Optionally, a rule may add the restriction of ryanhan-shibari (二飜縛り; literally "two-han binding"). Here, players must produce hands of two han or more from yaku when the honba count surpasses a certain number. Usually, this count is five or more.

==Chombo==
Under the rule of chombo (チョンボ, 錯和 or 冲和), a player is given an infraction. Point penalties vary by organizations and/or events. Typically, a player pays a penalty of the same amount as mangan to other players in most rules. A non-dealer pays 4,000 to East and 2,000 to the other two players, while a dealer pays 4,000 to each. In other times, chombo does not affect the current score of the game; and instead, the penalty is applied at the end of the game. Chombo occurs for any of the following:

- Invalidly claiming a winning hand(gotsumo / goron)
- Winning on a discard under the situation of sacred discard (furiten) (furiten riichi)
- Revealing a false riichi, that is, riichi with a hand that is not in the state of tenpai or is open
- Closed kan after riichi if the kan changes the hand structure or wait, or if the four tiles are already integrated into the hand (it must include the newly drawn tile) (in other words a kan of a tile after riichi is not allowed if the hand can be interpreted such that the tile is a part of a sequence)
- Having more or less tiles than allowed (taahai and shoohai respectively) (depending on the rules)
- Knocking the wall over so that it cannot be recovered to the way it was before (yamakuzure)

In game infractions, such as the false riichi and invalid kan after riichi, they are caught only after draws or winning declarations by players who declared the riichi. If other players happen to win the hand, then the infractions are not revealed and therefore made null and void. To stop this case from occurring, players may be forced to reveal their hand at the end of a hand regardless of the case.
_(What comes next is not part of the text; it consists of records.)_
//! Persistent store of closing episodes, split into training and validation rows.
use crate::atomic::write_json_atomic;
use crate::episode::{Co2ClosingState, EpisodeOrigin};
use crate::error::DatasetError;
use aqua_traits::RandomSource;
use serde::{Deserialize, Serialize};
use serde_json::{Map, Value, json};
use std::fs;
use std::path::{Path, PathBuf};

/// Row filter for queries.
#[derive(Debug, Clone, Copy, PartialEq, Eq)]
pub enum DatasetKind {
    Training,
    Validation,
    Any,
}

impl DatasetKind {
    fn accepts(self, validation: bool) -> bool {
        match self {
            DatasetKind::Training => !validation,
            DatasetKind::Validation => validation,
            DatasetKind::Any => true,
        }
    }
}

#[derive(Debug, Clone, PartialEq, Serialize, Deserialize)]
#[serde(rename_all = "camelCase")]
pub struct DatasetRow {
    pub close_time: i64,
    pub origin: EpisodeOrigin,
    pub validation: bool,
    pub episode: Co2ClosingState,
}

/// Episode storage keyed by close time.
pub trait DatasetStore {
    /// Store a finalized episode. Fails with [`DatasetError::Duplicate`] when
    /// the close time is already present.
    fn insert(&mut self, episode: &Co2ClosingState, validation: bool) -> Result<(), DatasetError>;

    /// Move the given rows to the training split. Returns how many changed.
    fn mark_as_training(&mut self, close_times: &[i64]) -> Result<usize, DatasetError>;

    fn rows(&self, kind: DatasetKind) -> Result<Vec<DatasetRow>, DatasetError>;

    fn schema_version(&self) -> u32;

    fn find(&self, kind: DatasetKind) -> Result<Vec<Co2ClosingState>, DatasetError> {
        Ok(self.rows(kind)?.into_iter().map(|r| r.episode).collect())
    }

    fn close_times(&self, kind: DatasetKind) -> Result<Vec<i64>, DatasetError> {
        Ok(self.rows(kind)?.iter().map(|r| r.close_time).collect())
    }

    fn count(&self, kind: DatasetKind) -> Result<usize, DatasetError> {
        Ok(self.rows(kind)?.len())
    }
}

/// Upgrade steps, applied in order. Entry `i` moves the document from
/// version `i` to `i + 1`. Every step tolerates already-upgraded input.
const MIGRATIONS: &[fn(&mut Map<String, Value>)] =
    &[create_rows, backfill_origin, backfill_validation];

pub const SCHEMA_VERSION: u32 = MIGRATIONS.len() as u32;
const VERSION_KEY: &str = "schemaVersion";

fn create_rows(doc: &mut Map<String, Value>) {
    doc.entry("rows").or_insert_with(|| json!([]));
}

fn for_each_row(doc: &mut Map<String, Value>, f: impl Fn(&mut Map<String, Value>)) {
    if let Some(Value::Array(rows)) = doc.get_mut("rows") {
        for row in rows.iter_mut().filter_map(Value::as_object_mut) {
            f(row);
        }
    }
}

fn backfill_origin(doc: &mut Map<String, Value>) {
    for_each_row(doc, |row| {
        row.entry("origin").or_insert(json!(0));
    });
}

fn backfill_validation(doc: &mut Map<String, Value>) {
    for_each_row(doc, |row| {
        row.entry("validation").or_insert(json!(false));
    });
}

/// Bring `doc` up to [`SCHEMA_VERSION`]. Returns the version it started at.
pub fn migrate(doc: &mut Value) -> Result<u32, DatasetError> {
    let obj = doc
        .as_object_mut()
        .ok_or_else(|| DatasetError::Corrupt("top level is not an object".into()))?;
    let found = match obj.get(VERSION_KEY) {
        None => 0,
        Some(v) => v
            .as_u64()
            .and_then(|v| u32::try_from(v).ok())
            .ok_or_else(|| DatasetError::Corrupt(format!("bad {VERSION_KEY}: {v}")))?,
    };
    if found > SCHEMA_VERSION {
        return Err(DatasetError::UnsupportedVersion {
            found,
            supported: SCHEMA_VERSION,
        });
    }
    for (step, upgrade) in MIGRATIONS.iter().enumerate().skip(found as usize) {
        upgrade(obj);
        obj.insert(VERSION_KEY.into(), json!(step + 1));
        tracing::info!(version = step + 1, "dataset schema upgraded");
    }
    Ok(found)
}

/// In-memory rows shared by both store implementations.
#[derive(Debug, Default, Clone)]
struct Rows(Vec<DatasetRow>);

impl Rows {
    fn insert(&mut self, episode: &Co2ClosingState, validation: bool) -> Result<(), DatasetError> {
        if self.0.iter().any(|r| r.close_time == episode.close_time) {
            return Err(DatasetError::Duplicate(episode.close_time));
        }
        self.0.push(DatasetRow {
            close_time: episode.close_time,
            origin: episode.origin,
            validation,
            episode: episode.clone(),
        });
        Ok(())
    }

    /// Flip matching validation rows to training. Returns the flipped indices.
    fn mark_as_training(&mut self, close_times: &[i64]) -> Vec<usize> {
        let mut changed = Vec::new();
        for (i, row) in self.0.iter_mut().enumerate() {
            if row.validation && close_times.contains(&row.close_time) {
                row.validation = false;
                changed.push(i);
            }
        }
        changed
    }

    fn filtered(&self, kind: DatasetKind) -> Vec<DatasetRow> {
        self.0
            .iter()
            .filter(|r| kind.accepts(r.validation))
            .cloned()
            .collect()
    }
}

/// Test double and scratch store.
#[derive(Debug, Default, Clone)]
pub struct MemoryDatasetStore {
    rows: Rows,
}

impl MemoryDatasetStore {
    pub fn new() -> Self {
        Self::default()
    }
}

impl DatasetStore for MemoryDatasetStore {
    fn insert(&mut self, episode: &Co2ClosingState, validation: bool) -> Result<(), DatasetError> {
        self.rows.insert(episode, validation)
    }

    fn mark_as_training(&mut self, close_times: &[i64]) -> Result<usize, DatasetError> {
        Ok(self.rows.mark_as_training(close_times).len())
    }

    fn rows(&self, kind: DatasetKind) -> Result<Vec<DatasetRow>, DatasetError> {
        Ok(self.rows.filtered(kind))
    }

    fn schema_version(&self) -> u32 {
        SCHEMA_VERSION
    }
}

#[derive(Serialize)]
#[serde(rename_all = "camelCase")]
struct DocumentOut<'a> {
    schema_version: u32,
    rows: &'a [DatasetRow],
}

/// JSON document on disk, rewritten atomically after every mutation.
#[derive(Debug)]
pub struct FileDatasetStore {
    path: PathBuf,
    rows: Rows,
}

impl FileDatasetStore {
    /// Open or create the document at `path`, applying pending upgrades.
    pub fn open(path: impl Into<PathBuf>) -> Result<Self, DatasetError> {
        let path = path.into();
        let mut doc = match fs::read(&path) {
            Ok(bytes) => serde_json::from_slice::<Value>(&bytes)
                .map_err(|e| DatasetError::Corrupt(e.to_string()))?,
            Err(e) if e.kind() == std::io::ErrorKind::NotFound => json!({}),
            Err(source) => {
                return Err(DatasetError::Io {
                    path: path.display().to_string(),
                    source,
                });
            }
        };
        let found = migrate(&mut doc)?;
        let rows: Vec<DatasetRow> = serde_json::from_value(doc["rows"].take())
            .map_err(|e| DatasetError::Corrupt(e.to_string()))?;
        let store = Self {
            path,
            rows: Rows(rows),
        };
        if found != SCHEMA_VERSION {
            store.persist()?;
        }
        tracing::info!(
            path = %store.path.display(),
            rows = store.rows.0.len(),
            "dataset opened"
        );
        Ok(store)
    }

    pub fn path(&self) -> &Path {
        &self.path
    }

    fn persist(&self) -> Result<(), DatasetError> {
        let doc = DocumentOut {
            schema_version: SCHEMA_VERSION,
            rows: &self.rows.0,
        };
        write_json_atomic(&self.path, &doc).map_err(|source| DatasetError::Io {
            path: self.path.display().to_string(),
            source,
        })
    }
}

impl DatasetStore for FileDatasetStore {
    // A failed write rolls memory back so it never runs ahead of the file.
    fn insert(&mut self, episode: &Co2ClosingState, validation: bool) -> Result<(), DatasetError> {
        self.rows.insert(episode, validation)?;
        if let Err(e) = self.persist() {
            self.rows.0.pop();
            return Err(e);
        }
        Ok(())
    }

    fn mark_as_training(&mut self, close_times: &[i64]) -> Result<usize, DatasetError> {
        let changed = self.rows.mark_as_training(close_times);
        if changed.is_empty() {
            return Ok(0);
        }
        if let Err(e) = self.persist() {
            for i in &changed {
                self.rows.0[*i].validation = true;
            }
            return Err(e);
        }
        Ok(changed.len())
    }

    fn rows(&self, kind: DatasetKind) -> Result<Vec<DatasetRow>, DatasetError> {
        Ok(self.rows.filtered(kind))
    }

    fn schema_version(&self) -> u32 {
        SCHEMA_VERSION
    }
}

/// Split parameters for [`insert_assigned`] and [`rebalance`].
#[derive(Debug, Clone, Copy, PartialEq)]
pub struct SplitPolicy {
    /// Share of rows meant for training, in `(0, 1]`.
    pub training_fraction: f64,
    /// Surplus validation rows tolerated before promotion kicks in.
    pub tolerance: usize,
}

impl Default for SplitPolicy {
    fn default() -> Self {
        Self {
            training_fraction: 0.9,
            tolerance: 20,
        }
    }
}

/// Insert with a Bernoulli draw deciding the split. Returns the validation flag used.
pub fn insert_assigned(
    store: &mut dyn DatasetStore,
    episode: &Co2ClosingState,
    policy: SplitPolicy,
    rng: &mut dyn RandomSource,
) -> Result<bool, DatasetError> {
    let validation = !rng.chance(policy.training_fraction);
    store.insert(episode, validation)?;
    Ok(validation)
}

pub fn expected_validation(total: usize, training_fraction: f64) -> usize {
    (total as f64 * (1.0 - training_fraction)).floor() as usize
}

/// Promote random validation rows to training when the validation split has
/// grown past its expected size by more than the tolerance. Rows only ever
/// move towards training. Returns the number promoted.
pub fn rebalance(
    store: &mut dyn DatasetStore,
    policy: SplitPolicy,
    rng: &mut dyn RandomSource,
) -> Result<usize, DatasetError> {
    let total = store.count(DatasetKind::Any)?;
    let mut validation = store.close_times(DatasetKind::Validation)?;
    let expected = expected_validation(total, policy.training_fraction);
    let surplus = validation.len().saturating_sub(expected);
    if surplus <= policy.tolerance {
        return Ok(0);
    }
    // Partial Fisher-Yates: the first `surplus` slots end up a uniform sample.
    for i in 0..surplus {
        let j = i + rng.index(validation.len() - i);
        validation.swap(i, j);
    }
    let promoted = store.mark_as_training(&validation[..surplus])?;
    tracing::info!(
        total,
        expected_validation = expected,
        promoted,
        "dataset rebalanced"
    );
    Ok(promoted)
}

/// Merge rows exported by another instance. Existing close times are skipped.
/// Returns `(imported, skipped)`.
pub fn import_rows(
    store: &mut dyn DatasetStore,
    rows: &[DatasetRow],
) -> Result<(usize, usize), DatasetError> {
    let (mut imported, mut skipped) = (0, 0);
    for row in rows {
        let mut episode = row.episode.clone();
        episode.origin = EpisodeOrigin::OtherInstance;
        match store.insert(&episode, row.validation) {
            Ok(()) => imported += 1,
            Err(DatasetError::Duplicate(_)) => skipped += 1,
            Err(e) => return Err(e),
        }
    }
    Ok((imported, skipped))
}

/// Rows from a dataset document on disk, upgraded to the current schema.
pub fn read_rows(path: &Path) -> Result<Vec<DatasetRow>, DatasetError> {
    let bytes = fs::read(path).map_err(|source| DatasetError::Io {
        path: path.display().to_string(),
        source,
    })?;
    let mut doc: Value =
        serde_json::from_slice(&bytes).map_err(|e| DatasetError::Corrupt(e.to_string()))?;
    migrate(&mut doc)?;
    serde_json::from_value(doc["rows"].take()).map_err(|e| DatasetError::Corrupt(e.to_string()))
}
Any riichi bets are returned to the players after the end of a chombo hand.

Other settings for chombo apply point penalties after the game's conclusion. This is especially the case under tournament settings. Under this method, players do not benefit with any point gains. Instead, the infracted player solely takes a point deduction. The deduction may be set to any specified number.

==Final points and place==
At the end of the game, the final scores may be calculated. Under casual game settings, this calculation is not necessary. However, under more formal settings, it may be required. This calculation takes the game's scores and adjusts them according the setting of oka and uma, which were predetermined before the game. The calculation for each player is as follows:

 End score = ((End points + Oka - Target)/1000) + Uma

- End score – the final score for the player
- End points – the player's points at the end of the final hand
- Oka – the point difference between the target score and the initial score of all players given to the winner
- Target – the target score, or the minimum score needed for a player to be declared first or the winner
- Uma – a set of four numbers applied to each player's placement

Point settings may vary but are always determined prior to the beginning of a game. In particular, different mahjong platforms utilize their own settings to uma.

==Optional scoring rules==

===Wareme===
In the optional rule wareme (割れ目, ワレメ; fissure, split), the player in front of whom the wall was split to indicate the end of the dead wall, acquires and pays double the normal points. They are doubled after the points for counters are added. It is often especially called oya-ware (親割れ; parent's wareme) when the player is the dealer.